Clariant's organometallics capacity at Springfield is also being enlarged. The expansion features lithium technology and low temperature capability on a large scale for commercial production of organometallics, and includes an 8000 litre reaction train capably of producing as much as 300 tonnes of material a year under cGMP conditions. A wide range of commercial scale organometallics, including boronic acids, will be available at the site.

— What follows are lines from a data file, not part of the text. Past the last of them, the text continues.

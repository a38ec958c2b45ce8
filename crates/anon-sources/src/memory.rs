//! In-memory repository provider
//!
//! Serves fixed repositories from memory and counts every call, so tests can
//! assert what the engine actually fetched.

use std::collections::{BTreeMap, HashMap};
use std::sync::atomic::{AtomicUsize, Ordering};

use anon_core::{DirectoryNode, Error, FlatEntry, Origin, Result, Snapshot};
use async_trait::async_trait;
use dashmap::DashMap;

use crate::provider::RepositoryProvider;

#[derive(Debug, Clone)]
struct MemoryRepository {
    snapshot: Snapshot,
    files: BTreeMap<String, Vec<u8>>,
    patches: HashMap<String, String>,
    unavailable: bool,
}

#[derive(Debug, Default)]
pub struct MemoryProvider {
    repositories: DashMap<String, MemoryRepository>,
    fetched_paths: DashMap<String, usize>,
    commit_calls: AtomicUsize,
    tree_calls: AtomicUsize,
    content_calls: AtomicUsize,
    markdown_calls: AtomicUsize,
}

fn key(origin: &Origin) -> String {
    format!("{}/{}", origin.host, origin.full_name()).to_lowercase()
}

fn blob_id(path: &str) -> String {
    format!("blob:{}", path)
}

impl MemoryProvider {
    pub fn new() -> Self {
        Self::default()
    }

    /// Add or replace a repository with the given files at `snapshot`.
    pub fn insert_repository<I, P, B>(&self, origin: &Origin, snapshot: impl Into<Snapshot>, files: I)
    where
        I: IntoIterator<Item = (P, B)>,
        P: Into<String>,
        B: Into<Vec<u8>>,
    {
        let files = files
            .into_iter()
            .map(|(path, bytes)| (path.into(), bytes.into()))
            .collect();
        self.repositories.insert(
            key(origin),
            MemoryRepository {
                snapshot: snapshot.into(),
                files,
                patches: HashMap::new(),
                unavailable: false,
            },
        );
    }

    pub fn set_file(&self, origin: &Origin, path: &str, bytes: impl Into<Vec<u8>>) {
        if let Some(mut repo) = self.repositories.get_mut(&key(origin)) {
            repo.files.insert(path.to_string(), bytes.into());
        }
    }

    /// Move the branch head, as a push to the origin would.
    pub fn set_snapshot(&self, origin: &Origin, snapshot: impl Into<Snapshot>) {
        if let Some(mut repo) = self.repositories.get_mut(&key(origin)) {
            repo.snapshot = snapshot.into();
        }
    }

    pub fn set_unavailable(&self, origin: &Origin, unavailable: bool) {
        if let Some(mut repo) = self.repositories.get_mut(&key(origin)) {
            repo.unavailable = unavailable;
        }
    }

    pub fn add_patch(&self, origin: &Origin, sha: &str, patch: &str) {
        if let Some(mut repo) = self.repositories.get_mut(&key(origin)) {
            repo.patches.insert(sha.to_string(), patch.to_string());
        }
    }

    pub fn commit_calls(&self) -> usize {
        self.commit_calls.load(Ordering::SeqCst)
    }

    pub fn tree_calls(&self) -> usize {
        self.tree_calls.load(Ordering::SeqCst)
    }

    pub fn content_calls(&self) -> usize {
        self.content_calls.load(Ordering::SeqCst)
    }

    pub fn markdown_calls(&self) -> usize {
        self.markdown_calls.load(Ordering::SeqCst)
    }

    /// How many times the contents of `path` were fetched.
    pub fn fetches_of(&self, path: &str) -> usize {
        self.fetched_paths.get(path).map(|c| *c).unwrap_or(0)
    }

    fn repository(&self, origin: &Origin) -> Result<MemoryRepository> {
        let repo = self
            .repositories
            .get(&key(origin))
            .map(|r| r.clone())
            .ok_or_else(|| Error::SnapshotUnavailable(format!("Unknown repository {}", origin.full_name())))?;
        if repo.unavailable {
            return Err(Error::Provider(format!("{} is unreachable", origin.full_name())));
        }
        Ok(repo)
    }
}

#[async_trait]
impl RepositoryProvider for MemoryProvider {
    async fn get_commit(&self, origin: &Origin) -> Result<Snapshot> {
        self.commit_calls.fetch_add(1, Ordering::SeqCst);
        Ok(self.repository(origin)?.snapshot)
    }

    async fn get_tree(&self, origin: &Origin, _snapshot: &Snapshot) -> Result<DirectoryNode> {
        self.tree_calls.fetch_add(1, Ordering::SeqCst);
        let repo = self.repository(origin)?;
        let entries = repo
            .files
            .iter()
            .map(|(path, bytes)| FlatEntry::file(path.clone(), bytes.len() as u64).with_sha(blob_id(path)));
        Ok(DirectoryNode::from_entries(entries))
    }

    async fn get_file_contents(&self, origin: &Origin, path: &str, _snapshot: &Snapshot) -> Result<Vec<u8>> {
        self.content_calls.fetch_add(1, Ordering::SeqCst);
        *self.fetched_paths.entry(path.to_string()).or_insert(0) += 1;
        let repo = self.repository(origin)?;
        repo.files
            .get(path)
            .cloned()
            .ok_or_else(|| Error::NotFound(path.to_string()))
    }

    async fn get_blob(&self, origin: &Origin, sha: &str) -> Result<Vec<u8>> {
        let repo = self.repository(origin)?;
        repo.files
            .iter()
            .find(|(path, _)| blob_id(path) == sha)
            .map(|(_, bytes)| bytes.clone())
            .ok_or_else(|| Error::NotFound(sha.to_string()))
    }

    async fn get_patch(&self, origin: &Origin, sha: &str) -> Result<String> {
        let repo = self.repository(origin)?;
        repo.patches
            .get(sha)
            .cloned()
            .ok_or_else(|| Error::NotFound(format!("commit {}", sha)))
    }

    /// Paragraphs only: enough to tell rendered markdown from its source.
    async fn render_markdown(&self, _origin: &Origin, text: &str) -> Result<String> {
        self.markdown_calls.fetch_add(1, Ordering::SeqCst);
        Ok(text
            .split("\n\n")
            .map(str::trim)
            .filter(|p| !p.is_empty())
            .map(|p| format!("<p>{}</p>", html_escape::encode_text(p)))
            .collect::<Vec<_>>()
            .join("\n"))
    }
}

#[cfg(test)]
mod tests {
    use super::*;
    use anon_core::TreeNode;

    fn origin() -> Origin {
        Origin::new("alice", "project", "main")
    }

    #[tokio::test]
    async fn test_serves_inserted_repository() {
        let provider = MemoryProvider::new();
        provider.insert_repository(
            &origin(),
            "c1",
            [("README.md", "hello"), ("src/lib.rs", "fn main() {}")],
        );

        let snapshot = provider.get_commit(&origin()).await.unwrap();
        assert_eq!(snapshot.as_str(), "c1");

        let tree = provider.get_tree(&origin(), &snapshot).await.unwrap();
        assert!(matches!(tree.child("README.md"), Some(TreeNode::File(f)) if f.size == 5));
        assert!(tree.child("src").and_then(TreeNode::as_directory).is_some());

        let bytes = provider
            .get_file_contents(&origin(), "src/lib.rs", &snapshot)
            .await
            .unwrap();
        assert_eq!(bytes, b"fn main() {}");
        assert_eq!(provider.fetches_of("src/lib.rs"), 1);
        assert_eq!(provider.fetches_of("README.md"), 0);
    }

    #[tokio::test]
    async fn test_unavailable_and_unknown_repositories() {
        let provider = MemoryProvider::new();
        let err = provider.get_commit(&origin()).await.unwrap_err();
        assert!(err.is_provider_failure());

        provider.insert_repository(&origin(), "c1", [("a.txt", "a")]);
        provider.set_unavailable(&origin(), true);
        let err = provider.get_commit(&origin()).await.unwrap_err();
        assert!(matches!(err, Error::Provider(_)));
    }

    #[tokio::test]
    async fn test_blob_by_tree_sha() {
        let provider = MemoryProvider::new();
        provider.insert_repository(&origin(), "c1", [("src/lib.rs", "pub fn lib() {}")]);

        let tree = provider.get_tree(&origin(), &Snapshot::new("c1")).await.unwrap();
        let src = tree.child("src").and_then(TreeNode::as_directory).unwrap();
        let Some(TreeNode::File(file)) = src.child("lib.rs") else {
            panic!("Expected lib.rs to be a file");
        };
        let sha = file.sha.clone().unwrap();

        let bytes = provider.get_blob(&origin(), &sha).await.unwrap();
        assert_eq!(bytes, b"pub fn lib() {}");

        let err = provider.get_blob(&origin(), "blob:missing.rs").await.unwrap_err();
        assert!(matches!(err, Error::NotFound(_)));
    }

    #[tokio::test]
    async fn test_markdown_escapes_paragraphs() {
        let provider = MemoryProvider::new();
        let html = provider
            .render_markdown(&origin(), "# Title\n\n<b>bold</b>")
            .await
            .unwrap();
        assert_eq!(html, "<p># Title</p>\n<p>&lt;b&gt;bold&lt;/b&gt;</p>");
        assert_eq!(provider.markdown_calls(), 1);
    }
}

Finally, Clariant Pharmaceuticals is undertaking a new initiative focusing on using microreactor technology (MRT) for specialised chemical synthesis requirements. These include applications that require rapid scale-up, those that have potential safety issues at traditional scales, and reactions that require an uncommonly high level of control or high purity.
'Microfabrication techniques and scale-up by replication are rapidly revolutionising biological research and drug discovery,' said Pfirmann. 'We see many of these advantages becoming possible for the chemical manufacturing side of the pharmaceutical industry.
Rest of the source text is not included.